Abstract

Cell-permeable orthosteric ligands can assist folding of G protein–coupled receptors in the endoplasmic reticulum (ER); this pharmacochaperoning translates into increased cell surface levels of receptors. Here we used a folding-defective mutant of human A₁-adenosine receptor as a sensor to explore whether endogenously produced adenosine can exert a chaperoning effect. This A₁-receptor-Y²⁸⁸A was retained in the ER of stably transfected human embryonic kidney 293 cells but rapidly reached the plasma membrane in cells incubated with an A₁ antagonist. This was phenocopied by raising intracellular adenosine levels with a combination of inhibitors of adenosine kinase, adenosine deaminase, and the equilibrative nucleoside transporter: mature receptors with complex glycosylation accumulated at the cell surface and bound to an A₁-selective antagonist with an affinity indistinguishable from the wild-type A₁ receptor. The effect of the inhibitor combination was specific, because it did not result in enhanced surface levels of two folding-defective human V₂-vasopressin receptor mutants, which were susceptible to pharmacochaperoning by their cognate antagonist. Raising cellular adenosine levels by subjecting cells to hypoxia (5% O₂) reproduced chaperoning by the inhibitor combination and enhanced surface expression of A₁-receptor-Y²⁸⁸A within 1 hour. These findings were recapitulated for the wild-type A₁ receptor.
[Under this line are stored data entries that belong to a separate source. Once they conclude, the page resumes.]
//! Newtype domain identifiers.
//!
//! Every domain concept that has an identity is represented as a distinct newtype
//! wrapping a primitive. This prevents accidentally interchanging a [`StepName`]
//! with an [`AgentId`] even though both are strings under the hood.

use serde::{Deserialize, Serialize};
use uuid::Uuid;

// ---------------------------------------------------------------------------
// Macro for String-wrapped newtypes.
// Generates: struct, new() returning Option<Self>, as_str(), Display.
// ---------------------------------------------------------------------------
macro_rules! string_id {
    (
        $(#[$attr:meta])*
        $name:ident
    ) => {
        $(#[$attr])*
        #[derive(Debug, Clone, PartialEq, Eq, Hash, Serialize, Deserialize)]
        pub struct $name(String);

        impl $name {
            /// Creates a new identifier, returning `None` if the value is empty.
            pub fn new(value: impl Into<String>) -> Option<Self> {
                let v = value.into();
                if v.is_empty() { None } else { Some(Self(v)) }
            }

            /// Returns the identifier as a string slice.
            pub fn as_str(&self) -> &str {
                &self.0
            }
        }

        impl std::fmt::Display for $name {
            fn fmt(&self, f: &mut std::fmt::Formatter<'_>) -> std::fmt::Result {
                write!(f, "{}", self.0)
            }
        }

        impl std::borrow::Borrow<str> for $name {
            fn borrow(&self) -> &str {
                &self.0
            }
        }
    };
}

// ---------------------------------------------------------------------------
// Identifiers: String-backed (configuration names)
// ---------------------------------------------------------------------------

string_id! {
    /// Identifies a step within the configured step list.
    ///
    /// Taken from the step's `name` field, or synthesised positionally as
    /// `agent_<i>` (1-based) when the field is absent or empty. Output keys,
    /// dependency references, and output-agent names all use this type.
    StepName
}

impl StepName {
    /// Positional fallback name for the step at 1-based `position`.
    pub fn positional(position: usize) -> Self {
        Self(format!("agent_{position}"))
    }
}

string_id! {
    /// The stable sender identifier attached to every outbound message.
    AgentId
}

// ---------------------------------------------------------------------------
// Identifiers: UUID-backed (internally generated)
// ---------------------------------------------------------------------------

/// Identifies a single chain execution (one dequeued payload).
///
/// Generated fresh for every payload; recorded on the `chain` span so all log
/// events from one run can be correlated.
#[derive(Debug, Clone, Copy, PartialEq, Eq, Hash, Serialize, Deserialize)]
pub struct ChainRunId(Uuid);

impl ChainRunId {
    /// Generates a new random run identifier.
    pub fn new_random() -> Self {
        Self(Uuid::new_v4())
    }
}

impl std::fmt::Display for ChainRunId {
    fn fmt(&self, f: &mut std::fmt::Formatter<'_>) -> std::fmt::Result {
        write!(f, "{}", self.0)
    }
}

#[cfg(test)]
mod tests {
    use super::*;

    #[test]
    fn empty_names_are_rejected() {
        assert!(StepName::new("").is_none());
        assert_eq!(StepName::new("s1").unwrap().as_str(), "s1");
    }

    #[test]
    fn positional_names_use_agent_prefix() {
        assert_eq!(StepName::positional(1).as_str(), "agent_1");
        assert_eq!(StepName::positional(12).to_string(), "agent_12");
    }

    #[test]
    fn run_ids_are_unique() {
        assert_ne!(ChainRunId::new_random(), ChainRunId::new_random());
    }
}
Taken together, our observations document that endogenously formed adenosine can chaperone its cognate A₁ receptor. This results in a positive feedback loop that has implications for the retaliatory metabolite concept of adenosine action: if chaperoning by intracellular adenosine results in elevated cell surface levels of A₁ receptors, these cells will be more susceptible to extracellular adenosine and thus more likely to cope with metabolic distress.